- Your goal -
How many of the lines in the material below contain the word "fsync"? Give the number alone.

- Records for this exercise -

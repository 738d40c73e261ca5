//! SFTP file and directory handles
//!
//! Wraps the per-file/dir objects the engine's SFTP subsystem hands out.
//! Same ownership model as channels: the engine handle is an
//! `Option<Box<dyn EngineFile>>`, present exactly while active, taken once
//! on close.

use bytes::Bytes;
use serde::{Deserialize, Serialize};

use crate::engine::{EngineError, EngineFile};
use crate::error::{Error, Result};

/// Fixed per-handle read buffer size.
const READ_BUF_LEN: usize = 4096;

/// Remote file attribute record.
///
/// Field names are a boundary contract: host-side consumers read exactly
/// `{flags, filesize, uid, gid, perm, atime, mtime}`. Do not rename.
#[derive(Debug, Clone, Default, PartialEq, Eq, Serialize, Deserialize)]
pub struct FileAttributes {
    pub flags: u32,
    pub filesize: u64,
    pub uid: u32,
    pub gid: u32,
    pub perm: u32,
    pub atime: u64,
    pub mtime: u64,
}

/// Remote filesystem statistics (statvfs shape).
#[derive(Debug, Clone, Default, PartialEq, Eq, Serialize, Deserialize)]
pub struct FsStats {
    pub bsize: u64,
    pub frsize: u64,
    pub blocks: u64,
    pub bfree: u64,
    pub bavail: u64,
    pub files: u64,
    pub ffree: u64,
    pub favail: u64,
    pub fsid: u64,
    pub flag: u64,
    pub namemax: u64,
}

/// One directory entry from [`SftpHandle::readdir`].
#[derive(Debug, Clone, PartialEq, Eq, Serialize, Deserialize)]
pub struct DirEntry {
    pub name: String,
    pub attrs: FileAttributes,
}

/// Handle to one remote file or directory.
pub struct SftpHandle {
    file: Option<Box<dyn EngineFile>>,
    buffer: Box<[u8; READ_BUF_LEN]>,
    /// Local copy of the remote attributes, refreshed by stat calls and
    /// editable in place before `fsetstat`/`fstat(true)` pushes it back.
    attrs: FileAttributes,
    stats: FsStats,
}

impl SftpHandle {
    pub(crate) fn new(file: Box<dyn EngineFile>) -> Self {
        Self {
            file: Some(file),
            buffer: Box::new([0u8; READ_BUF_LEN]),
            attrs: FileAttributes::default(),
            stats: FsStats::default(),
        }
    }

    pub(crate) fn inactive() -> Self {
        Self {
            file: None,
            buffer: Box::new([0u8; READ_BUF_LEN]),
            attrs: FileAttributes::default(),
            stats: FsStats::default(),
        }
    }

    pub fn is_active(&self) -> bool {
        self.file.is_some()
    }

    /// The locally held attribute record, as last refreshed.
    pub fn attrs(&self) -> &FileAttributes {
        &self.attrs
    }

    /// Edit the local attribute record before pushing it remote with
    /// [`fsetstat`](Self::fsetstat) or [`fstat`](Self::fstat)`(true)`.
    pub fn attrs_mut(&mut self) -> &mut FileAttributes {
        &mut self.attrs
    }

    fn engine(&mut self) -> Result<&mut Box<dyn EngineFile>> {
        self.file.as_mut().ok_or(Error::NotActive)
    }

    /// Read up to one buffer from the current offset.
    pub fn read(&mut self) -> Result<Bytes> {
        let file = self.file.as_mut().ok_or(Error::NotActive)?;
        match file.read(&mut self.buffer[..]) {
            Ok(0) | Err(EngineError::WouldBlock) => Err(Error::WouldBlock),
            Ok(n) => Ok(Bytes::copy_from_slice(&self.buffer[..n])),
            Err(e) => Err(e.into()),
        }
    }

    /// Write at the current offset. Returns bytes accepted.
    pub fn write(&mut self, data: &[u8]) -> Result<usize> {
        Ok(self.engine()?.write(data)?)
    }

    /// Next directory entry; `Ok(None)` once the listing is exhausted.
    ///
    /// Each returned entry also refreshes the local attribute record.
    pub fn readdir(&mut self) -> Result<Option<DirEntry>> {
        match self.engine()?.readdir()? {
            Some((name, attrs)) => {
                self.attrs = attrs.clone();
                Ok(Some(DirEntry { name, attrs }))
            }
            None => Ok(None),
        }
    }

    pub fn seek(&mut self, offset: usize) -> Result<()> {
        self.engine()?.seek(offset as u64);
        Ok(())
    }

    pub fn seek64(&mut self, offset: u64) -> Result<()> {
        self.engine()?.seek(offset);
        Ok(())
    }

    pub fn tell(&mut self) -> Result<usize> {
        Ok(self.engine()?.tell() as usize)
    }

    pub fn tell64(&mut self) -> Result<u64> {
        Ok(self.engine()?.tell())
    }

    /// Reset the offset to the start of the file.
    pub fn rewind(&mut self) -> Result<()> {
        self.engine()?.seek(0);
        Ok(())
    }

    /// Refresh the local attribute record from the remote side.
    ///
    /// With `setstat` set, the locally edited record is pushed to the
    /// remote side first, then re-read.
    pub fn fstat(&mut self, setstat: bool) -> Result<FileAttributes> {
        if setstat {
            let attrs = self.attrs.clone();
            self.engine()?.fsetstat(&attrs)?;
        }
        self.attrs = self.engine()?.fstat()?;
        Ok(self.attrs.clone())
    }

    /// Push the locally edited attribute record to the remote side.
    pub fn fsetstat(&mut self) -> Result<FileAttributes> {
        let attrs = self.attrs.clone();
        self.engine()?.fsetstat(&attrs)?;
        Ok(attrs)
    }

    /// Remote filesystem statistics for the mounted volume.
    pub fn fstatvfs(&mut self) -> Result<FsStats> {
        self.stats = self.engine()?.fstatvfs()?;
        Ok(self.stats.clone())
    }

    /// Ask the server to flush the file to stable storage.
    pub fn fsync(&mut self) -> Result<()> {
        Ok(self.engine()?.fsync()?)
    }

    /// Close the handle and release the engine object. A second call
    /// reports `NotActive`; the handle never reactivates.
    pub fn close(&mut self) -> Result<()> {
        let file = self.file.as_mut().ok_or(Error::NotActive)?;
        match file.close() {
            Ok(()) => {
                self.file = None;
                Ok(())
            }
            Err(e) => Err(e.into()),
        }
    }

    /// Directory-handle spelling of [`close`](Self::close).
    pub fn closedir(&mut self) -> Result<()> {
        self.close()
    }
}

#[cfg(test)]
mod tests {
    use super::*;
    use crate::engine::testing::{MockFile, MockState, SharedMock};

    fn active_handle(state: &SharedMock) -> SftpHandle {
        SftpHandle::new(MockFile::boxed(state.clone()))
    }

    #[test]
    fn inactive_handle_gates_every_operation() {
        let state = MockState::new();
        let mut handle = SftpHandle::inactive();

        assert!(handle.read().unwrap_err() == Error::NotActive);
        assert_eq!(handle.write(b"x").unwrap_err(), Error::NotActive);
        assert_eq!(handle.readdir().unwrap_err(), Error::NotActive);
        assert_eq!(handle.seek(0), Err(Error::NotActive));
        assert_eq!(handle.seek64(0), Err(Error::NotActive));
        assert_eq!(handle.tell().unwrap_err(), Error::NotActive);
        assert_eq!(handle.tell64().unwrap_err(), Error::NotActive);
        assert_eq!(handle.rewind(), Err(Error::NotActive));
        assert_eq!(handle.fstat(false).unwrap_err(), Error::NotActive);
        assert_eq!(handle.fsetstat().unwrap_err(), Error::NotActive);
        assert_eq!(handle.fstatvfs().unwrap_err(), Error::NotActive);
        assert_eq!(handle.fsync(), Err(Error::NotActive));
        assert_eq!(handle.close(), Err(Error::NotActive));
        assert_eq!(handle.closedir(), Err(Error::NotActive));

        assert!(state.borrow().ops.is_empty());
    }

    #[test]
    fn write_seek_read_round_trips_through_the_engine() {
        let state = MockState::new();
        let mut handle = active_handle(&state);

        assert_eq!(handle.write(b"remote file body").unwrap(), 16);
        assert_eq!(handle.tell().unwrap(), 16);

        handle.rewind().unwrap();
        assert_eq!(handle.read().unwrap().as_ref(), b"remote file body");

        handle.seek(7).unwrap();
        assert_eq!(handle.read().unwrap().as_ref(), b"file body");

        handle.seek64(16).unwrap();
        assert!(handle.read().unwrap_err().is_would_block());
    }

    #[test]
    fn readdir_yields_one_entry_per_call_until_exhausted() {
        let state = MockState::new();
        {
            let mut state = state.borrow_mut();
            let attrs = FileAttributes {
                perm: 0o644,
                filesize: 12,
                ..Default::default()
            };
            state.entries.push_back((".".into(), FileAttributes::default()));
            state.entries.push_back(("notes.txt".into(), attrs));
        }
        let mut handle = active_handle(&state);

        assert_eq!(handle.readdir().unwrap().unwrap().name, ".");
        let entry = handle.readdir().unwrap().unwrap();
        assert_eq!(entry.name, "notes.txt");
        assert_eq!(entry.attrs.perm, 0o644);
        // Exhaustion is not an error.
        assert_eq!(handle.readdir().unwrap(), None);
        // The last entry's attributes stick to the handle.
        assert_eq!(handle.attrs().filesize, 12);

        handle.closedir().unwrap();
        assert_eq!(handle.readdir().unwrap_err(), Error::NotActive);
    }

    #[test]
    fn fstat_with_setstat_pushes_local_edits_first() {
        let state = MockState::new();
        let mut handle = active_handle(&state);
        handle.write(b"1234").unwrap();

        handle.attrs_mut().perm = 0o600;
        let attrs = handle.fstat(true).unwrap();

        assert_eq!(attrs.perm, 0o600);
        assert_eq!(attrs.filesize, 4);
        assert!(state.borrow().ops.iter().any(|op| op == "fsetstat"));
        // Remote side saw the edited record.
        assert_eq!(state.borrow().attrs.perm, 0o600);
    }

    #[test]
    fn fstatvfs_surfaces_engine_statistics() {
        let state = MockState::new();
        state.borrow_mut().stats = FsStats {
            bsize: 4096,
            blocks: 1000,
            bfree: 250,
            ..Default::default()
        };
        let mut handle = active_handle(&state);

        let stats = handle.fstatvfs().unwrap();
        assert_eq!(stats.bsize, 4096);
        assert_eq!(stats.bfree, 250);
    }

    #[test]
    fn close_is_gated_on_second_call() {
        let state = MockState::new();
        let mut handle = active_handle(&state);
        handle.close().unwrap();
        assert!(!handle.is_active());
        assert_eq!(handle.close(), Err(Error::NotActive));
    }

    #[test]
    fn attribute_record_wire_shape_is_pinned() {
        let attrs = FileAttributes {
            flags: 15,
            filesize: 1024,
            uid: 1000,
            gid: 1000,
            perm: 0o755,
            atime: 1_700_000_000,
            mtime: 1_700_000_001,
        };
        // Exact field names and order host consumers depend on.
        assert_eq!(
            serde_json::to_string(&attrs).unwrap(),
            r#"{"flags":15,"filesize":1024,"uid":1000,"gid":1000,"perm":493,"atime":1700000000,"mtime":1700000001}"#
        );
    }
}
//! Protocol engine boundary
//!
//! The SSH wire protocol — key exchange, ciphers, channel multiplexing,
//! SFTP encoding — lives in an external engine behind the traits in this
//! module. The engine is handed a [`SharedTransport`] at attach time and
//! does all of its I/O through it; it must treat `WouldBlock` from the
//! transport as "come back when more bytes have been pushed", never as a
//! failure.
//!
//! Only one component owns each engine object. The session owns the
//! [`Engine`]; each [`ChannelHandle`]/[`SftpHandle`] exclusively owns the
//! channel/file object the engine handed out for it.
//!
//! [`ChannelHandle`]: crate::ChannelHandle
//! [`SftpHandle`]: crate::SftpHandle

use std::cell::RefCell;
use std::rc::Rc;

use crate::channel::ForwardedEndpoint;
use crate::config::Credential;
use crate::sftp::{FileAttributes, FsStats};
use crate::transport::TransportBridge;

/// Transport shared between the session and the engine. Single-threaded by
/// design; there is no lock because there is no second thread.
pub type SharedTransport = Rc<RefCell<TransportBridge>>;

/// Error surface of the engine boundary.
#[derive(Debug, Clone, Copy, PartialEq, Eq)]
pub enum EngineError {
    /// The engine needs more inbound bytes before it can make progress.
    WouldBlock,
    /// Engine-specific failure code, passed through verbatim.
    Code(i32),
}

pub type EngineResult<T> = Result<T, EngineError>;

/// Produced exactly once, at the moment the handshake completes.
#[derive(Debug, Clone)]
pub struct HandshakeSummary {
    /// Digest identifying the remote host's public key.
    pub fingerprint: String,
    /// Authentication method names the server permits.
    pub auth_methods: Vec<String>,
}

/// Result of one authentication attempt.
#[derive(Debug, Clone, Copy, PartialEq, Eq)]
pub enum AuthOutcome {
    Success,
    /// Accepted so far, but another step is required (keyboard-interactive).
    Partial,
    Rejected,
}

/// Callback invoked when the server opens an inbound forwarded connection.
pub type ForwardCallback = Box<dyn FnMut(ForwardedEndpoint)>;

/// One SSH session inside the protocol engine.
pub trait Engine {
    /// Hand the engine its transport and put it in non-blocking mode.
    fn attach(&mut self, transport: SharedTransport) -> EngineResult<()>;

    /// Advance the handshake by at most one step.
    ///
    /// `Ok(None)` means more inbound bytes are needed; `Ok(Some(_))` means
    /// the handshake just completed.
    fn handshake_step(&mut self) -> EngineResult<Option<HandshakeSummary>>;

    /// Attempt one credential authentication step.
    fn authenticate(&mut self, user: &str, credential: &Credential) -> EngineResult<AuthOutcome>;

    /// Open a new multiplexed session channel.
    fn open_channel(&mut self) -> EngineResult<Box<dyn EngineChannel>>;

    /// Open `path` as a file through the SFTP subsystem.
    fn open_sftp_file(&mut self, path: &str) -> EngineResult<Box<dyn EngineFile>>;

    /// Open `path` as a directory through the SFTP subsystem.
    fn open_sftp_dir(&mut self, path: &str) -> EngineResult<Box<dyn EngineFile>>;

    /// Tear the session down. Called exactly once.
    fn disconnect(&mut self);
}

/// One multiplexed channel inside an engine session.
pub trait EngineChannel {
    fn exec(&mut self, command: &str) -> EngineResult<()>;
    fn shell(&mut self) -> EngineResult<()>;
    fn request_pty(&mut self, term: &str) -> EngineResult<()>;
    fn pty_size(&mut self, width: u32, height: u32) -> EngineResult<()>;
    fn setenv(&mut self, name: &str, value: &str) -> EngineResult<()>;

    /// Read remote stdout bytes into `buf`; `WouldBlock` when none queued.
    fn read(&mut self, buf: &mut [u8]) -> EngineResult<usize>;
    fn read_stderr(&mut self, buf: &mut [u8]) -> EngineResult<usize>;
    fn write(&mut self, data: &[u8]) -> EngineResult<usize>;
    fn write_stderr(&mut self, data: &[u8]) -> EngineResult<usize>;
    fn flush(&mut self) -> EngineResult<()>;

    /// True once the remote side has sent EOF.
    fn eof(&mut self) -> EngineResult<bool>;

    /// Request display forwarding; `on_connect` fires for each inbound
    /// forwarded connection the server opens.
    fn request_x11(&mut self, screen: u32, on_connect: ForwardCallback) -> EngineResult<()>;

    /// Close and release the channel. May fail transiently; retryable.
    fn close(&mut self) -> EngineResult<()>;
}

/// One open file or directory handle inside the SFTP subsystem.
pub trait EngineFile {
    fn read(&mut self, buf: &mut [u8]) -> EngineResult<usize>;
    fn write(&mut self, data: &[u8]) -> EngineResult<usize>;

    /// Next directory entry, or `Ok(None)` once the listing is exhausted.
    fn readdir(&mut self) -> EngineResult<Option<(String, FileAttributes)>>;

    fn seek(&mut self, offset: u64);
    fn tell(&self) -> u64;

    fn fstat(&mut self) -> EngineResult<FileAttributes>;
    fn fsetstat(&mut self, attrs: &FileAttributes) -> EngineResult<()>;
    fn fstatvfs(&mut self) -> EngineResult<FsStats>;
    fn fsync(&mut self) -> EngineResult<()>;

    fn close(&mut self) -> EngineResult<()>;
}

- Task output -
4